Monday, March 2, 2026

Hippota Nestor

This book is about the Homeric figure Nestor. This study is important because it reveals a level of deliberate irony in the Homeric poems that has hitherto not been suspected, and because Nestor’s role in the poems, which is built on this irony, is a key to the circumstances of the poems’ composition.

Nestor’s stories about the past, especially his own youth, often lack purpose on the surface of the poems, but with a slight shift of focus they provide a deep commentary on the present action of both poems. Nestor’s Homeric epithet, hippota, “the horseman,” permits the necessary refocus. The combination of epithet and name, hippota Nestor, has Indo-European roots, as a comparison with Vedic Sanskrit shows. Interpreted in the context of the Indo-European twin myth, Nestor’s role clearly points beyond itself to the key question in Homeric studies: the circumstances of the poems’ composition.

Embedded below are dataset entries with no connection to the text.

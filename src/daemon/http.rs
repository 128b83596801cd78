//! Plain HTTP batch endpoint.
//!
//! - `POST /predict[?k=..&threshold=..&model=..]` with a JSON array of texts
//!   answers a JSON array of `[labels, probs]` pairs in input order.
//! - `GET /health` answers the health status as JSON.
//!
//! One request per connection (`Connection: close`). Requests share the
//! session limiter with the streaming front end.

use std::io;
use std::net::SocketAddr;
use std::sync::Arc;
use std::time::Duration;

use serde::Serialize;
use tokio::io::{AsyncRead, AsyncReadExt, AsyncWriteExt};
use tokio::net::{TcpListener, TcpStream};
use tokio::task::JoinSet;
use tracing::{debug, info, warn};

use super::core::{SHUTDOWN_GRACE, ServerState};
use super::protocol::ErrorResponse;
use super::session::cancelled;
use crate::error::ServeError;
use crate::inference::{self, DEFAULT_K, DEFAULT_THRESHOLD, PredictionResult};

const MAX_HEADER_BYTES: usize = 16 * 1024;
const READ_TIMEOUT: Duration = Duration::from_secs(30);
const DRAIN_TIMEOUT: Duration = Duration::from_secs(2);

#[derive(Debug)]
struct HttpRequest {
    method: String,
    path: String,
    query: Vec<(String, String)>,
    body: Vec<u8>,
}

/// A request refused before routing.
#[derive(Debug)]
struct Rejection {
    status: u16,
    message: String,
}

impl Rejection {
    fn new(status: u16, message: impl Into<String>) -> Self {
        Self {
            status,
            message: message.into(),
        }
    }
}

impl From<io::Error> for Rejection {
    fn from(e: io::Error) -> Self {
        Self::new(400, format!("failed to read request: {e}"))
    }
}

struct Response {
    status: u16,
    body: Vec<u8>,
}

impl Response {
    fn json<T: Serialize>(status: u16, value: &T) -> Self {
        match serde_json::to_vec(value) {
            Ok(body) => Self { status, body },
            Err(e) => Self::error(500, "internal", &e.to_string()),
        }
    }

    fn error(status: u16, code: &str, message: &str) -> Self {
        let body = serde_json::json!({ "code": code, "message": message });
        Self {
            status,
            body: body.to_string().into_bytes(),
        }
    }

    fn from_serve_error(e: &ServeError) -> Self {
        Self::json(status_for(e), &ErrorResponse::from(e))
    }

    fn into_bytes(self) -> Vec<u8> {
        build_response(self.status, "application/json", self.body)
    }
}

fn status_for(e: &ServeError) -> u16 {
    match e {
        ServeError::InvalidArgument(_) | ServeError::VersionMismatch { .. } => 400,
        ServeError::NotFound(_) => 404,
        ServeError::ModelUnavailable(_)
        | ServeError::ResourceExhausted(_)
        | ServeError::Cancelled => 503,
        ServeError::DeadlineExceeded(_) => 504,
        ServeError::Load(_) | ServeError::Transport(_) | ServeError::Internal(_) => 500,
    }
}

/// Build an HTTP response with the given status code, content type, and body.
fn build_response(status: u16, content_type: &str, body: Vec<u8>) -> Vec<u8> {
    let status_text = match status {
        200 => "OK",
        400 => "Bad Request",
        404 => "Not Found",
        405 => "Method Not Allowed",
        413 => "Payload Too Large",
        500 => "Internal Server Error",
        503 => "Service Unavailable",
        504 => "Gateway Timeout",
        _ => "Unknown",
    };

    let headers = format!(
        "HTTP/1.1 {} {}\r\n\
         Content-Type: {}\r\n\
         Content-Length: {}\r\n\
         Cache-Control: no-cache\r\n\
         Connection: close\r\n\
         \r\n",
        status,
        status_text,
        content_type,
        body.len()
    );

    let mut response = headers.into_bytes();
    response.extend(body);
    response
}

fn find_header_end(buf: &[u8]) -> Option<usize> {
    buf.windows(4).position(|w| w == b"\r\n\r\n")
}

fn decode_component(raw: &str) -> String {
    let spaced = raw.replace('+', " ");
    match urlencoding::decode(&spaced) {
        Ok(decoded) => decoded.into_owned(),
        Err(_) => spaced,
    }
}

fn parse_query(query: &str) -> Vec<(String, String)> {
    query
        .split('&')
        .filter(|pair| !pair.is_empty())
        .map(|pair| {
            let (key, value) = pair.split_once('=').unwrap_or((pair, ""));
            (decode_component(key), decode_component(value))
        })
        .collect()
}

/// Read one request. `Ok(None)` when the peer closed without sending one.
async fn read_request<R>(reader: &mut R, max_body: usize) -> Result<Option<HttpRequest>, Rejection>
where
    R: AsyncRead + Unpin,
{
    let mut buf = Vec::with_capacity(1024);
    let mut chunk = [0u8; 4096];
    let header_end = loop {
        if let Some(pos) = find_header_end(&buf) {
            break pos;
        }
        if buf.len() > MAX_HEADER_BYTES {
            return Err(Rejection::new(400, "request headers too large"));
        }
        let n = reader.read(&mut chunk).await?;
        if n == 0 {
            if buf.is_empty() {
                return Ok(None);
            }
            return Err(Rejection::new(400, "connection closed mid-request"));
        }
        buf.extend_from_slice(&chunk[..n]);
    };

    let head = std::str::from_utf8(&buf[..header_end])
        .map_err(|_| Rejection::new(400, "request head is not UTF-8"))?;
    let mut lines = head.split("\r\n");
    let mut request_line = lines.next().unwrap_or("").split_whitespace();
    let (Some(method), Some(target)) = (request_line.next(), request_line.next()) else {
        return Err(Rejection::new(400, "malformed request line"));
    };

    let mut content_length = 0usize;
    for line in lines {
        if let Some((name, value)) = line.split_once(':')
            && name.trim().eq_ignore_ascii_case("content-length")
        {
            content_length = value
                .trim()
                .parse()
                .map_err(|_| Rejection::new(400, "invalid Content-Length"))?;
        }
    }
    if content_length > max_body {
        return Err(Rejection::new(
            413,
            format!("body of {content_length} bytes exceeds limit of {max_body} bytes"),
        ));
    }

    let mut body = buf[header_end + 4..].to_vec();
    if body.len() < content_length {
        let start = body.len();
        body.resize(content_length, 0);
        reader.read_exact(&mut body[start..]).await?;
    }
    body.truncate(content_length);

    let (path, query) = target.split_once('?').unwrap_or((target, ""));
    Ok(Some(HttpRequest {
        method: method.to_string(),
        path: path.to_string(),
        query: parse_query(query),
        body,
    }))
}

#[derive(Debug, PartialEq)]
struct PredictParams {
    k: i32,
    threshold: f32,
    model: Option<String>,
}

impl PredictParams {
    fn from_query(query: &[(String, String)]) -> Result<Self, ServeError> {
        let mut params = Self {
            k: DEFAULT_K,
            threshold: DEFAULT_THRESHOLD,
            model: None,
        };
        for (key, value) in query {
            match key.as_str() {
                "k" => {
                    params.k = value
                        .parse()
                        .map_err(|_| ServeError::InvalidArgument(format!("k is not an integer: {value:?}")))?;
                }
                "threshold" => {
                    params.threshold = value.parse().map_err(|_| {
                        ServeError::InvalidArgument(format!("threshold is not a number: {value:?}"))
                    })?;
                }
                "model" if !value.is_empty() => params.model = Some(value.clone()),
                _ => {}
            }
        }
        Ok(params)
    }
}

async fn predict(
    state: &ServerState,
    req: &HttpRequest,
) -> Result<Vec<(Vec<String>, Vec<f32>)>, ServeError> {
    let PredictParams {
        k,
        threshold,
        model,
    } = PredictParams::from_query(&req.query)?;
    inference::validate(k, threshold)?;
    let texts: Vec<String> = serde_json::from_slice(&req.body).map_err(|e| {
        ServeError::InvalidArgument(format!("body must be a JSON array of strings: {e}"))
    })?;

    let _permit = state.limiter().try_admit().ok_or_else(|| {
        ServeError::ResourceExhausted(format!(
            "server is at its limit of {} sessions",
            state.limiter().max()
        ))
    })?;
    let handle = state.store().resolve(model.as_deref())?;

    let count = texts.len() as u64;
    debug!(model = %handle.name(), texts = count, k, threshold, "HTTP batch predict");
    let task = tokio::task::spawn_blocking(move || {
        inference::predict_batch(&handle, &texts, k, threshold)
    });
    let joined = match state.options().request_timeout {
        Some(limit) => tokio::time::timeout(limit, task)
            .await
            .map_err(|_| ServeError::DeadlineExceeded(limit))?,
        None => task.await,
    };
    let results = joined.map_err(|e| ServeError::Internal(format!("inference task failed: {e}")))??;

    state.record_predictions(count);
    Ok(results.into_iter().map(PredictionResult::into_pair).collect())
}

async fn route(state: &ServerState, req: HttpRequest) -> Response {
    match (req.method.as_str(), req.path.as_str()) {
        ("GET", "/health") => Response::json(200, &state.health()),
        ("POST", "/predict") => match predict(state, &req).await {
            Ok(results) => Response::json(200, &results),
            Err(e) => {
                debug!(code = %e.code(), error = %e, "HTTP predict failed");
                Response::from_serve_error(&e)
            }
        },
        (_, "/health" | "/predict") => Response::error(
            405,
            "method_not_allowed",
            &format!("{} is not allowed on {}", req.method, req.path),
        ),
        _ => Response::error(404, "not_found", &format!("no route for {}", req.path)),
    }
}

async fn handle_connection(state: Arc<ServerState>, mut stream: TcpStream, peer: SocketAddr) {
    let max = state.options().max_message_bytes;
    let (response, rejected) =
        match tokio::time::timeout(READ_TIMEOUT, read_request(&mut stream, max)).await {
            Err(_) => {
                debug!(peer = %peer, "Timed out reading HTTP request");
                return;
            }
            Ok(Ok(None)) => return,
            Ok(Ok(Some(req))) => (route(&state, req).await, false),
            Ok(Err(rejection)) => {
                debug!(peer = %peer, status = rejection.status, reason = %rejection.message, "Rejected HTTP request");
                let code = if rejection.status == 413 {
                    "resource_exhausted"
                } else {
                    "invalid_argument"
                };
                (Response::error(rejection.status, code, &rejection.message), true)
            }
        };

    let status = response.status;
    if let Err(e) = stream.write_all(&response.into_bytes()).await {
        debug!(peer = %peer, error = %e, "Failed to write HTTP response");
        return;
    }
    let _ = stream.shutdown().await;
    if rejected {
        // Unread body bytes would otherwise turn the close into a reset.
        let mut sink = vec![0u8; 64 * 1024];
        let _ = tokio::time::timeout(DRAIN_TIMEOUT, async {
            loop {
                match stream.read(&mut sink).await {
                    Ok(0) | Err(_) => break,
                    Ok(_) => {}
                }
            }
        })
        .await;
    }
    debug!(peer = %peer, status, "HTTP request served");
}

/// Serve HTTP requests until the server's shutdown signal fires, then wait
/// for in-flight requests.
pub async fn serve_http(state: Arc<ServerState>, listener: TcpListener) -> io::Result<()> {
    let local = listener.local_addr()?;
    info!(addr = %local, "HTTP endpoint listening");

    let mut shutdown = state.shutdown_signal();
    let mut connections = JoinSet::new();
    loop {
        tokio::select! {
            _ = cancelled(&mut shutdown) => break,
            accepted = listener.accept() => match accepted {
                Ok((stream, peer)) => {
                    connections.spawn(handle_connection(Arc::clone(&state), stream, peer));
                }
                Err(e) => {
                    warn!(error = %e, "HTTP accept error");
                    tokio::time::sleep(Duration::from_millis(100)).await;
                }
            },
            Some(_) = connections.join_next(), if !connections.is_empty() => {}
        }
    }
    drop(listener);

    let drained = tokio::time::timeout(SHUTDOWN_GRACE, async {
        while connections.join_next().await.is_some() {}
    })
    .await;
    if drained.is_err() {
        warn!(open = connections.len(), "Aborting HTTP requests after grace period");
        connections.abort_all();
    }
    info!("HTTP endpoint stopped");
    Ok(())
}
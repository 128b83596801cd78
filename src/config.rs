//! Server configuration.
//!
//! Settings are layered, later layers winning:
//!
//! 1. built-in defaults
//! 2. a TOML file (`--config`, or `config.toml` in the platform config dir)
//! 3. `FASTTEXT_SERVING_*` environment variables (`.env` honoured)
//! 4. command-line flags
//!
//! ```toml
//! address = "0.0.0.0"
//! port = 8000
//! default_model = "lid"
//!
//! [[models]]
//! name = "lid"
//! path = "/srv/models/lid.ftsm"
//!
//! [security]
//! mode = "encrypted"
//! key_file = "/etc/fasttext-serving/serving.key"
//! ```

use std::path::{Path, PathBuf};
use std::str::FromStr;
use std::time::Duration;

use serde::{Deserialize, Serialize};
use thiserror::Error;
use tracing::{debug, info};

use crate::daemon::core::ServerOptions;
use crate::daemon::protocol::DEFAULT_PORT;
use crate::daemon::transport::{SharedKey, TransportError, TransportSecurity};
use crate::error::StoreError;
use crate::model::ModelStore;

pub const DEFAULT_MAX_MESSAGE_BYTES: usize = 10 * 1024 * 1024;
pub const DEFAULT_MAX_SESSIONS: usize = 16;
pub const DEFAULT_QUEUE_DEPTH: usize = 32;

#[derive(Debug, Error)]
pub enum ConfigError {
    #[error("failed to read config {path}: {source}")]
    Read {
        path: PathBuf,
        source: std::io::Error,
    },

    #[error("failed to parse config {path}: {source}")]
    Parse {
        path: PathBuf,
        source: toml::de::Error,
    },

    #[error("invalid value for {var}: {value:?}")]
    Env { var: &'static str, value: String },

    #[error("invalid configuration: {0}")]
    Invalid(String),

    #[error(transparent)]
    Key(#[from] TransportError),
}

/// Transport protection mode.
#[derive(Debug, Clone, Copy, Default, PartialEq, Eq, Serialize, Deserialize, clap::ValueEnum)]
#[serde(rename_all = "lowercase")]
pub enum SecurityMode {
    #[default]
    Plaintext,
    Encrypted,
}

impl FromStr for SecurityMode {
    type Err = String;

    fn from_str(s: &str) -> Result<Self, Self::Err> {
        match s.trim().to_ascii_lowercase().as_str() {
            "plaintext" | "insecure" => Ok(Self::Plaintext),
            "encrypted" | "secure" => Ok(Self::Encrypted),
            other => Err(format!("unknown security mode {other:?}")),
        }
    }
}

#[derive(Debug, Clone, Default, PartialEq, Serialize, Deserialize)]
#[serde(default)]
pub struct SecurityConfig {
    pub mode: SecurityMode,
    /// Hex key file, as written by `fasttext-serving keygen`.
    pub key_file: Option<PathBuf>,
}

/// A model to load at startup.
#[derive(Debug, Clone, PartialEq, Serialize, Deserialize)]
pub struct ModelEntry {
    /// Registry name; the file stem when absent.
    #[serde(default)]
    pub name: Option<String>,
    pub path: PathBuf,
}

impl FromStr for ModelEntry {
    type Err = String;

    /// `path` or `name=path`.
    fn from_str(s: &str) -> Result<Self, Self::Err> {
        let s = s.trim();
        if s.is_empty() {
            return Err("empty model entry".to_string());
        }
        match s.split_once('=') {
            Some((name, path)) if !name.is_empty() && !path.is_empty() => Ok(Self {
                name: Some(name.to_string()),
                path: PathBuf::from(path),
            }),
            Some(_) => Err(format!("expected NAME=PATH, got {s:?}")),
            None => Ok(Self {
                name: None,
                path: PathBuf::from(s),
            }),
        }
    }
}

/// Complete server configuration.
#[derive(Debug, Clone, PartialEq, Serialize, Deserialize)]
#[serde(default)]
pub struct ServeConfig {
    pub address: String,
    pub port: u16,
    /// Optional plain HTTP batch endpoint.
    pub http_port: Option<u16>,
    pub models: Vec<ModelEntry>,
    pub default_model: Option<String>,
    pub max_message_bytes: usize,
    pub max_sessions: usize,
    pub session_queue_depth: usize,
    /// Per-inference deadline; none by default.
    pub request_timeout_ms: Option<u64>,
    pub security: SecurityConfig,
    /// Tokio worker threads; the runtime default when absent.
    pub worker_threads: Option<usize>,
    /// Directory for daily rolling log files; stderr only when absent.
    pub log_dir: Option<PathBuf>,
}

impl Default for ServeConfig {
    fn default() -> Self {
        Self {
            address: "127.0.0.1".to_string(),
            port: DEFAULT_PORT,
            http_port: None,
            models: Vec::new(),
            default_model: None,
            max_message_bytes: DEFAULT_MAX_MESSAGE_BYTES,
            max_sessions: DEFAULT_MAX_SESSIONS,
            session_queue_depth: DEFAULT_QUEUE_DEPTH,
            request_timeout_ms: None,
            security: SecurityConfig::default(),
            worker_threads: None,
            log_dir: None,
        }
    }
}

/// `config.toml` in the platform config directory.
pub fn default_config_path() -> Option<PathBuf> {
    directories::ProjectDirs::from("com", "fasttext-serving", "fasttext-serving")
        .map(|dirs| dirs.config_dir().join("config.toml"))
}

fn env_parse<T: FromStr>(var: &'static str) -> Result<Option<T>, ConfigError> {
    match dotenvy::var(var) {
        Ok(value) if value.trim().is_empty() => Ok(None),
        Ok(value) => value
            .trim()
            .parse()
            .map(Some)
            .map_err(|_| ConfigError::Env { var, value }),
        Err(_) => Ok(None),
    }
}

impl ServeConfig {
    pub fn from_toml_str(text: &str, origin: &Path) -> Result<Self, ConfigError> {
        toml::from_str(text).map_err(|source| ConfigError::Parse {
            path: origin.to_path_buf(),
            source,
        })
    }

    /// Defaults overlaid with a config file.
    ///
    /// An explicit `path` must exist; the platform default is optional.
    pub fn load(path: Option<&Path>) -> Result<Self, ConfigError> {
        let (path, required) = match path {
            Some(path) => (path.to_path_buf(), true),
            None => match default_config_path() {
                Some(path) => (path, false),
                None => return Ok(Self::default()),
            },
        };

        match std::fs::read_to_string(&path) {
            Ok(text) => {
                let cfg = Self::from_toml_str(&text, &path)?;
                info!(path = %path.display(), "Loaded config file");
                Ok(cfg)
            }
            Err(e) if !required && e.kind() == std::io::ErrorKind::NotFound => {
                debug!(path = %path.display(), "No config file, using defaults");
                Ok(Self::default())
            }
            Err(source) => Err(ConfigError::Read { path, source }),
        }
    }

    /// Overlay `FASTTEXT_SERVING_*` environment variables.
    ///
    /// `FASTTEXT_SERVING_MODELS` is a comma-separated list of `path` or
    /// `name=path` entries and replaces the configured list.
    pub fn apply_env(&mut self) -> Result<(), ConfigError> {
        if let Ok(addr) = dotenvy::var("FASTTEXT_SERVING_ADDRESS")
            && !addr.trim().is_empty()
        {
            self.address = addr.trim().to_string();
        }
        if let Some(port) = env_parse("FASTTEXT_SERVING_PORT")? {
            self.port = port;
        }
        if let Some(port) = env_parse("FASTTEXT_SERVING_HTTP_PORT")? {
            self.http_port = Some(port);
        }
        if let Ok(list) = dotenvy::var("FASTTEXT_SERVING_MODELS")
            && !list.trim().is_empty()
        {
            self.models = list
                .split(',')
                .filter(|item| !item.trim().is_empty())
                .map(ModelEntry::from_str)
                .collect::<Result<_, _>>()
                .map_err(|_| ConfigError::Env {
                    var: "FASTTEXT_SERVING_MODELS",
                    value: list.clone(),
                })?;
        }
        if let Ok(name) = dotenvy::var("FASTTEXT_SERVING_DEFAULT_MODEL")
            && !name.trim().is_empty()
        {
            self.default_model = Some(name.trim().to_string());
        }
        if let Some(n) = env_parse("FASTTEXT_SERVING_MAX_MESSAGE_BYTES")? {
            self.max_message_bytes = n;
        }
        if let Some(n) = env_parse("FASTTEXT_SERVING_MAX_SESSIONS")? {
            self.max_sessions = n;
        }
        if let Some(n) = env_parse("FASTTEXT_SERVING_QUEUE_DEPTH")? {
            self.session_queue_depth = n;
        }
        if let Some(ms) = env_parse::<u64>("FASTTEXT_SERVING_REQUEST_TIMEOUT_MS")? {
            self.request_timeout_ms = (ms > 0).then_some(ms);
        }
        if let Some(mode) = env_parse("FASTTEXT_SERVING_SECURITY")? {
            self.security.mode = mode;
        }
        if let Ok(path) = dotenvy::var("FASTTEXT_SERVING_KEY_FILE")
            && !path.trim().is_empty()
        {
            self.security.key_file = Some(PathBuf::from(path.trim()));
        }
        if let Some(n) = env_parse("FASTTEXT_SERVING_WORKER_THREADS")? {
            self.worker_threads = Some(n);
        }
        if let Ok(dir) = dotenvy::var("FASTTEXT_SERVING_LOG_DIR")
            && !dir.trim().is_empty()
        {
            self.log_dir = Some(PathBuf::from(dir.trim()));
        }
        Ok(())
    }

    /// Reject settings the server cannot run with.
    pub fn validate(&self) -> Result<(), ConfigError> {
        let invalid = |msg: &str| Err(ConfigError::Invalid(msg.to_string()));

        if self.models.is_empty() {
            return invalid("no models configured (use --model or FASTTEXT_SERVING_MODELS)");
        }
        if self.max_message_bytes == 0 {
            return invalid("max_message_bytes must be positive");
        }
        if self.max_message_bytes > u32::MAX as usize {
            return invalid("max_message_bytes must fit in a 32-bit frame length");
        }
        if self.max_sessions == 0 {
            return invalid("max_sessions must be positive");
        }
        if self.session_queue_depth == 0 {
            return invalid("session_queue_depth must be positive");
        }
        if self.worker_threads == Some(0) {
            return invalid("worker_threads must be positive");
        }
        if self.request_timeout_ms == Some(0) {
            return invalid("request_timeout_ms must be positive when set");
        }
        if self.security.mode == SecurityMode::Encrypted && self.security.key_file.is_none() {
            return invalid("encrypted mode requires security.key_file");
        }
        if self.security.mode == SecurityMode::Encrypted && self.http_port.is_some() {
            return invalid("the HTTP endpoint is plaintext only and cannot run in encrypted mode");
        }
        if self.http_port.is_some() && self.http_port == Some(self.port) && self.port != 0 {
            return invalid("http_port must differ from port");
        }
        Ok(())
    }

    pub fn listen_addr(&self) -> String {
        format!("{}:{}", self.address, self.port)
    }

    pub fn http_addr(&self) -> Option<String> {
        self.http_port
            .map(|port| format!("{}:{}", self.address, port))
    }

    pub fn request_timeout(&self) -> Option<Duration> {
        self.request_timeout_ms.map(Duration::from_millis)
    }

    /// Read the key file when encryption is on.
    pub fn resolve_security(&self) -> Result<TransportSecurity, ConfigError> {
        match (self.security.mode, &self.security.key_file) {
            (SecurityMode::Plaintext, _) => Ok(TransportSecurity::Plaintext),
            (SecurityMode::Encrypted, Some(path)) => {
                Ok(TransportSecurity::Encrypted(SharedKey::from_file(path)?))
            }
            (SecurityMode::Encrypted, None) => Err(ConfigError::Invalid(
                "encrypted mode requires security.key_file".to_string(),
            )),
        }
    }

    pub fn server_options(&self) -> Result<ServerOptions, ConfigError> {
        Ok(ServerOptions {
            max_message_bytes: self.max_message_bytes,
            max_sessions: self.max_sessions,
            queue_depth: self.session_queue_depth,
            request_timeout: self.request_timeout(),
            security: self.resolve_security()?,
        })
    }

    /// Load every configured model; the first one is the default unless
    /// `default_model` says otherwise.
    pub fn load_store(&self) -> Result<ModelStore, StoreError> {
        let store = ModelStore::new();
        for entry in &self.models {
            store.load(entry.name.as_deref(), &entry.path)?;
        }
        if let Some(name) = &self.default_model {
            store.set_default(name)?;
        }
        Ok(store)
    }
}

/// Scoped environment overrides for tests that touch process env.
#[cfg(test)]
pub(crate) mod testing {
    pub struct EnvGuard(Vec<&'static str>);

    impl EnvGuard {
        pub fn set(vars: &[(&'static str, &str)]) -> Self {
            for (key, value) in vars {
                unsafe { std::env::set_var(key, value) };
            }
            Self(vars.iter().map(|(k, _)| *k).collect())
        }
    }

    impl Drop for EnvGuard {
        fn drop(&mut self) {
            for key in &self.0 {
                unsafe { std::env::remove_var(key) };
            }
        }
    }
}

Nestor has a special relation to Ionia, where the Homeric poems were composed, and through Ionia to early Athens. The relationship between the Ionian city of Miletus and early Athens is particularly important. In addition to the role of these cities, the location of Nestor’s city Pylos, an ancient conundrum, is sharply illuminated by this new interpretation of Nestor’s Homeric role.

Frame, Douglas. 2009. Hippota Nestor. Hellenic Studies Series 37. Washington, DC: Center for Hellenic Studies. http://nrs.harvard.edu/urn-3:hul.ebook:CHS_Frame.Hippota_Nestor.2009.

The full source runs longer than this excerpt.